Data entries:
/---

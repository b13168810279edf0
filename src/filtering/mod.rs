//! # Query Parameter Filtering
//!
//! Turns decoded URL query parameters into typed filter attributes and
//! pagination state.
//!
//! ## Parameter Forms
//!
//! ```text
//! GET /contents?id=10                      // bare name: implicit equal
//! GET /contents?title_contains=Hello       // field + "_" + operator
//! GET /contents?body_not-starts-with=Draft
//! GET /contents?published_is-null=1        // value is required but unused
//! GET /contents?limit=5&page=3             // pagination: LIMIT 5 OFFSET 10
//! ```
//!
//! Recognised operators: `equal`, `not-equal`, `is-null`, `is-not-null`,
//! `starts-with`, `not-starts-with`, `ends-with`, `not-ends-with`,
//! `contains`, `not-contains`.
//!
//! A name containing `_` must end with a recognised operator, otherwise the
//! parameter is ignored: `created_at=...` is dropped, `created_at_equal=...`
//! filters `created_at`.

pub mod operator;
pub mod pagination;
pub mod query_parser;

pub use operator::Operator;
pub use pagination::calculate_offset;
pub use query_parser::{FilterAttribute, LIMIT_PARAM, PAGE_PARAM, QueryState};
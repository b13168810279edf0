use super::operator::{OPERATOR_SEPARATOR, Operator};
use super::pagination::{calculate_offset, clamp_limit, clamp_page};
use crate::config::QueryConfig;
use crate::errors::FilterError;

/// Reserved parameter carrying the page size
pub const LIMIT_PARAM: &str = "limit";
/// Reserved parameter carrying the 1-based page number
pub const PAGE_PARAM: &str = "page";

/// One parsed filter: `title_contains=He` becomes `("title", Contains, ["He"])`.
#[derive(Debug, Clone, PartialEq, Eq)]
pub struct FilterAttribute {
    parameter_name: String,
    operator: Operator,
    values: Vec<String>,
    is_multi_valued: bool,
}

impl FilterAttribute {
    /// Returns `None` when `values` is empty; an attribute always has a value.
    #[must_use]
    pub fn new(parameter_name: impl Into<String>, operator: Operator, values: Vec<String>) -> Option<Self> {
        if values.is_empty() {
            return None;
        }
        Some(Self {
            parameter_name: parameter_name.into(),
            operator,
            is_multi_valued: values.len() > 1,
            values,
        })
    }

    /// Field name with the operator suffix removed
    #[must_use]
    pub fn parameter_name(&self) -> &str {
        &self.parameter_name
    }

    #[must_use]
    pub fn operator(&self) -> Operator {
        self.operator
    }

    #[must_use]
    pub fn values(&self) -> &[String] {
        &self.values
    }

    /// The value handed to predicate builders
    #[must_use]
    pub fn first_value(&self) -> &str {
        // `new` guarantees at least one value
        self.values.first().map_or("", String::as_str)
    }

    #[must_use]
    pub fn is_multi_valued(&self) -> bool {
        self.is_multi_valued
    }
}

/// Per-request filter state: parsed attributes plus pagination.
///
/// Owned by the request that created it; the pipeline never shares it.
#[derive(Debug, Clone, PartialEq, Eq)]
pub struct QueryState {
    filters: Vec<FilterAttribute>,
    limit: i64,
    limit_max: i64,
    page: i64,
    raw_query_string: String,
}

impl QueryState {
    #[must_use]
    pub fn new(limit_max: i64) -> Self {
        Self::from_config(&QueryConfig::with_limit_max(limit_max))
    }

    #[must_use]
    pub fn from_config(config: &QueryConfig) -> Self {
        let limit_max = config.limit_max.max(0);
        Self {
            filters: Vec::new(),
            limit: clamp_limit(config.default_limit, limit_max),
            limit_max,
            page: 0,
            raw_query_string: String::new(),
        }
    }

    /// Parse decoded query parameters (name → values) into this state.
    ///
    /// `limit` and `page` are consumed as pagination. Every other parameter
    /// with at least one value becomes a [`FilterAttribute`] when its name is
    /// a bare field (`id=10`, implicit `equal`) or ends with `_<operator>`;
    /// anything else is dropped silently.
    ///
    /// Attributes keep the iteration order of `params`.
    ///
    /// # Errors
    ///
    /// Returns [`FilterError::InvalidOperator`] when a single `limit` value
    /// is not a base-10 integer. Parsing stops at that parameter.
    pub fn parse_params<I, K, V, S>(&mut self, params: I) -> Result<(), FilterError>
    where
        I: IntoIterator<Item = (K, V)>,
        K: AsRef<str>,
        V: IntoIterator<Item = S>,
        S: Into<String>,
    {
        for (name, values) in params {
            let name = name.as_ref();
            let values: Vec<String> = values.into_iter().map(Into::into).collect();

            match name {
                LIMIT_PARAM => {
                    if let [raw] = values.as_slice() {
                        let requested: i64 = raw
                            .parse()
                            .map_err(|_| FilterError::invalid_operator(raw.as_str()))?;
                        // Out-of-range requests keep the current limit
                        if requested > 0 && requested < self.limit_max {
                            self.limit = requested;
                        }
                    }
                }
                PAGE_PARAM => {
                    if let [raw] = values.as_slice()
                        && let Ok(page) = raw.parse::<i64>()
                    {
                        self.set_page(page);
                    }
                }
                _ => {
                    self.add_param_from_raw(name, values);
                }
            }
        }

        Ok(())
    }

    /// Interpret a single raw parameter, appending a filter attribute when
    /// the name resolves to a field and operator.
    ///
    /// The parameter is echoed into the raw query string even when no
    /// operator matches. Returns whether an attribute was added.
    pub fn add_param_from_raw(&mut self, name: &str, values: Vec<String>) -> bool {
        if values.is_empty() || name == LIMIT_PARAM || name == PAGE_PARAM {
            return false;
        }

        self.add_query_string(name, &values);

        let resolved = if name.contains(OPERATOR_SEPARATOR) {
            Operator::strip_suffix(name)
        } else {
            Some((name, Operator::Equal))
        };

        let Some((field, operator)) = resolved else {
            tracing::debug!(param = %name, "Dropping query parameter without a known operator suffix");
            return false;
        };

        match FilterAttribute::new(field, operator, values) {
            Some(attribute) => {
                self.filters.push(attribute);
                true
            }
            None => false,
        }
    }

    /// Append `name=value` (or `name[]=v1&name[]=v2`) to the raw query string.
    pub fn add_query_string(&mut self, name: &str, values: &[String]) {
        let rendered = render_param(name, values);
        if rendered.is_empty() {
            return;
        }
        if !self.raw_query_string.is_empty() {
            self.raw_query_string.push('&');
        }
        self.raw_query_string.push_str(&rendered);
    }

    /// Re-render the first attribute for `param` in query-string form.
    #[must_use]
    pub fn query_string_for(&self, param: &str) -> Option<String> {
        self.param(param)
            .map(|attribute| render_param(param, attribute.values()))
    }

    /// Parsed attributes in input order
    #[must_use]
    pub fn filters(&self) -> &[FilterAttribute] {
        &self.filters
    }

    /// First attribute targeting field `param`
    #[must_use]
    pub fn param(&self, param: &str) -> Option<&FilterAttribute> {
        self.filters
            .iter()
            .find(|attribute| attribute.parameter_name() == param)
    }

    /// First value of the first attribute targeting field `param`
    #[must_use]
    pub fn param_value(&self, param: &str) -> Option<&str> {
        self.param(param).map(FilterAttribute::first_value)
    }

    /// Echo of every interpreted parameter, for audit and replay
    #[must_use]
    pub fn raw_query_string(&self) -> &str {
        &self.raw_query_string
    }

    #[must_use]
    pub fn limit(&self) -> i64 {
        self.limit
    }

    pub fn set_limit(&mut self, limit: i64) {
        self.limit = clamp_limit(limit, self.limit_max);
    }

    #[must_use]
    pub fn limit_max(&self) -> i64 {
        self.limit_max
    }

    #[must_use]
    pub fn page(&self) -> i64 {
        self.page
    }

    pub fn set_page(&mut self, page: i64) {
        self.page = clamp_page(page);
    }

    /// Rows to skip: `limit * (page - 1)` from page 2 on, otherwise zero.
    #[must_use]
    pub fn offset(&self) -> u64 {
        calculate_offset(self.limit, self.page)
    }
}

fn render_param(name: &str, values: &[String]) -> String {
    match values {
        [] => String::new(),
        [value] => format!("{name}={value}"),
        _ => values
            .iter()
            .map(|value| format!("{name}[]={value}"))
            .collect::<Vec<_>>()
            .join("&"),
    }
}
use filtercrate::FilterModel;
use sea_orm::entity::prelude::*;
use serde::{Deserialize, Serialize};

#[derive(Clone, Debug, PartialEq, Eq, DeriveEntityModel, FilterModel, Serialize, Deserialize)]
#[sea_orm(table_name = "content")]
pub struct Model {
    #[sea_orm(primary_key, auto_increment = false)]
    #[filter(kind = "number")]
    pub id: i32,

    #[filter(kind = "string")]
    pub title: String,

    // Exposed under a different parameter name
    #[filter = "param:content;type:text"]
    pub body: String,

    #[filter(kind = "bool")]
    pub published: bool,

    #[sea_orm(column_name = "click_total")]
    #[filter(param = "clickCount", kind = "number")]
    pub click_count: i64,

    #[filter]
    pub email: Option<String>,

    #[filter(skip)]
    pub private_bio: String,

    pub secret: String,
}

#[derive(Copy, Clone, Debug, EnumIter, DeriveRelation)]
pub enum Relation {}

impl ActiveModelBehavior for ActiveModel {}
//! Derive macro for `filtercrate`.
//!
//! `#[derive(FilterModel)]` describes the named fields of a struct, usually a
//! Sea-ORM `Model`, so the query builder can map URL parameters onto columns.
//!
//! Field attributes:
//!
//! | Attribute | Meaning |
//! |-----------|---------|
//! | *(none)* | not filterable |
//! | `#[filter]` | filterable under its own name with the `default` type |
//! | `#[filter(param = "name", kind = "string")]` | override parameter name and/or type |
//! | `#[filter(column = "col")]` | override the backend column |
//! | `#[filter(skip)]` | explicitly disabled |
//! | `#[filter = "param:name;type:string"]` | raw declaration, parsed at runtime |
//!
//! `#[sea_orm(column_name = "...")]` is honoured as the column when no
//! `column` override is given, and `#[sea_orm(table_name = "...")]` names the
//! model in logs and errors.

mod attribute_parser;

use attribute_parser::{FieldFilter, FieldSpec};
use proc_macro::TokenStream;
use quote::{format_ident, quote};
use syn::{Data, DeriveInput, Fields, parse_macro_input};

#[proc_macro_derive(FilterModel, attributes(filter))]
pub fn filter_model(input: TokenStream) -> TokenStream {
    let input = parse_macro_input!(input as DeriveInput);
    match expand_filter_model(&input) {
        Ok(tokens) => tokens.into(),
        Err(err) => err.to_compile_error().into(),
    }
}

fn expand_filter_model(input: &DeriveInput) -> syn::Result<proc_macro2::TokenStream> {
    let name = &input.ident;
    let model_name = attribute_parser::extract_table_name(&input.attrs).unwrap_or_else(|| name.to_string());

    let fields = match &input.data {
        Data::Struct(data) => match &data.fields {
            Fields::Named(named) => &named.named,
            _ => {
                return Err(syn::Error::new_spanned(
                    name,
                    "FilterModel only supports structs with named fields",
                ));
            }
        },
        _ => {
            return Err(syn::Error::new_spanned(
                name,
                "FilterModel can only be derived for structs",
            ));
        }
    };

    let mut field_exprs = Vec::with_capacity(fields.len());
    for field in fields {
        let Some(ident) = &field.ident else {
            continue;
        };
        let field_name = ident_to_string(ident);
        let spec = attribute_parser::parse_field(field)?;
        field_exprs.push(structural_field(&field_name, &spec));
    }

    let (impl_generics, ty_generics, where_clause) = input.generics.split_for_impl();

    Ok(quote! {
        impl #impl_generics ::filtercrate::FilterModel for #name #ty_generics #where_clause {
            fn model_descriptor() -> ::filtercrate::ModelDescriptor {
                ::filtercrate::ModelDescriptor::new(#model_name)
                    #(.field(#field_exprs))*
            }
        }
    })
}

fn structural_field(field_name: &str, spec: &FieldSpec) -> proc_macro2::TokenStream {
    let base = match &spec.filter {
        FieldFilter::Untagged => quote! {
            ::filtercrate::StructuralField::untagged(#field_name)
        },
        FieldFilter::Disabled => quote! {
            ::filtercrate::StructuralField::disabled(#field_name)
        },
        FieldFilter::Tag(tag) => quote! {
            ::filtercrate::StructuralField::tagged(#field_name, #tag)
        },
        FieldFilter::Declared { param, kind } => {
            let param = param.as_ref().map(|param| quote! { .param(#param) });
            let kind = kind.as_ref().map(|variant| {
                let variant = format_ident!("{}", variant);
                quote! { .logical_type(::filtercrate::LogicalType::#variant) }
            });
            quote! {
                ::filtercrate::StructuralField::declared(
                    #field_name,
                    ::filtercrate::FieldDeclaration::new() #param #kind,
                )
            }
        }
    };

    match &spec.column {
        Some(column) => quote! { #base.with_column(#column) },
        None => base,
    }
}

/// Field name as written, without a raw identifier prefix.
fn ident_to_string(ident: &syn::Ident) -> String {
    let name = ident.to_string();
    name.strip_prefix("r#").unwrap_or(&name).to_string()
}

\---
/---

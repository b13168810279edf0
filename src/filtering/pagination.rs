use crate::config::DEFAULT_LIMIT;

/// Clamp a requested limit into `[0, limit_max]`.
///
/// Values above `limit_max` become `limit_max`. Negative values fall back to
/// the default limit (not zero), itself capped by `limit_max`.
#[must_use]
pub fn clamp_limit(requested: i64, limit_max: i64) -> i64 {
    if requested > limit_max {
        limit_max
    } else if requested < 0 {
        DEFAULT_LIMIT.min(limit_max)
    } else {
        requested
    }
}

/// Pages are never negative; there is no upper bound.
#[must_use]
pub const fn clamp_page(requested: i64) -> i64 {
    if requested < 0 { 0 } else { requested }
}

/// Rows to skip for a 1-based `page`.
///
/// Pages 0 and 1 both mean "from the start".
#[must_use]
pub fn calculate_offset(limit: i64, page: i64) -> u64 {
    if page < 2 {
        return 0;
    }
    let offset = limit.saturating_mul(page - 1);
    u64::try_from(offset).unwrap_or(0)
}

\---
/---

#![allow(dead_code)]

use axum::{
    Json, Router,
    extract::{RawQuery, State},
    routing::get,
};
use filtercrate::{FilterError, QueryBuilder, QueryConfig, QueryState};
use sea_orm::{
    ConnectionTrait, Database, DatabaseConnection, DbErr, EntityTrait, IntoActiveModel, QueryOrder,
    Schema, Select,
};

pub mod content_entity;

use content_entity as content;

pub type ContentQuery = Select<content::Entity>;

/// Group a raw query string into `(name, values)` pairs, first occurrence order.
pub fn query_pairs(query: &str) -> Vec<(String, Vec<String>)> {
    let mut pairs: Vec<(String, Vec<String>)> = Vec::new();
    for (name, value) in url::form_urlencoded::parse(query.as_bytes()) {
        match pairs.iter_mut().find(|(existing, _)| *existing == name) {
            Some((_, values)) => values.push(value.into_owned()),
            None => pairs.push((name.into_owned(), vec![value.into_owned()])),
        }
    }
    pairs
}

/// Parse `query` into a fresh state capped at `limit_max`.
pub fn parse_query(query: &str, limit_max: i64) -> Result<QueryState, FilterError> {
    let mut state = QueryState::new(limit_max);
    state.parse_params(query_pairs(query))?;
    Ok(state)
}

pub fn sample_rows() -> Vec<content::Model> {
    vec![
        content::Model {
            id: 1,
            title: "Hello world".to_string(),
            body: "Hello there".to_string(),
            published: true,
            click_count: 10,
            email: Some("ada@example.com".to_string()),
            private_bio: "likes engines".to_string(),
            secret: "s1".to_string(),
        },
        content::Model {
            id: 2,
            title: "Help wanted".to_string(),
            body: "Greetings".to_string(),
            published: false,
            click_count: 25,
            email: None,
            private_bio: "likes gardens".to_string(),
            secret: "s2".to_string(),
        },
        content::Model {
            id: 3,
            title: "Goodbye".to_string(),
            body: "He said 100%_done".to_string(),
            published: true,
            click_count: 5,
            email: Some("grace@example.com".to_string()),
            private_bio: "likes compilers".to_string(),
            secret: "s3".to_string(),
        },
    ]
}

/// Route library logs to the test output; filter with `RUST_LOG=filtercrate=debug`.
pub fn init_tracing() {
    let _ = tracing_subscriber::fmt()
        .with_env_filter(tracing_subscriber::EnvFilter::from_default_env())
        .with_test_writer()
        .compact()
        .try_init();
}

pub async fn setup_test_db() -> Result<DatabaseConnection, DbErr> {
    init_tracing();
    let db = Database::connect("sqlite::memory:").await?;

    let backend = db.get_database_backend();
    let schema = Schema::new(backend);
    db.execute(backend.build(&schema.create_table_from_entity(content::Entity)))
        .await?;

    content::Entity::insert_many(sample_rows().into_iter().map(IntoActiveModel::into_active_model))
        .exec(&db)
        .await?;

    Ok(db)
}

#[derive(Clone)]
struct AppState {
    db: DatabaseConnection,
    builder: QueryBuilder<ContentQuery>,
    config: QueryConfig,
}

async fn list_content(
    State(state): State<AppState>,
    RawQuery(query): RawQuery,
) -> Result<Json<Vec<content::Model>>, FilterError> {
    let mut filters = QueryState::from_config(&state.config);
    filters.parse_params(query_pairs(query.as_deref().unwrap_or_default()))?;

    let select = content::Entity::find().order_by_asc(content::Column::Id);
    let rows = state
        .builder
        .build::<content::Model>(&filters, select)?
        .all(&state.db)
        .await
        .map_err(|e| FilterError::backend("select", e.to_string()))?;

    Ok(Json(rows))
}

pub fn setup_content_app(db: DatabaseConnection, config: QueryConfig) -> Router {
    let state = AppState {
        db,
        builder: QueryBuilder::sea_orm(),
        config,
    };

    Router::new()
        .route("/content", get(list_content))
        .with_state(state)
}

\---

* Task brief
Please go through the data above and copy each line containing the word "Option".

* Answer to the exercise
    pub fn new(parameter_name: impl Into<String>, operator: Operator, values: Vec<String>) -> Option<Self> {
    pub fn query_string_for(&self, param: &str) -> Option<String> {
    pub fn param(&self, param: &str) -> Option<&FilterAttribute> {
    pub fn param_value(&self, param: &str) -> Option<&str> {
    pub email: Option<String>,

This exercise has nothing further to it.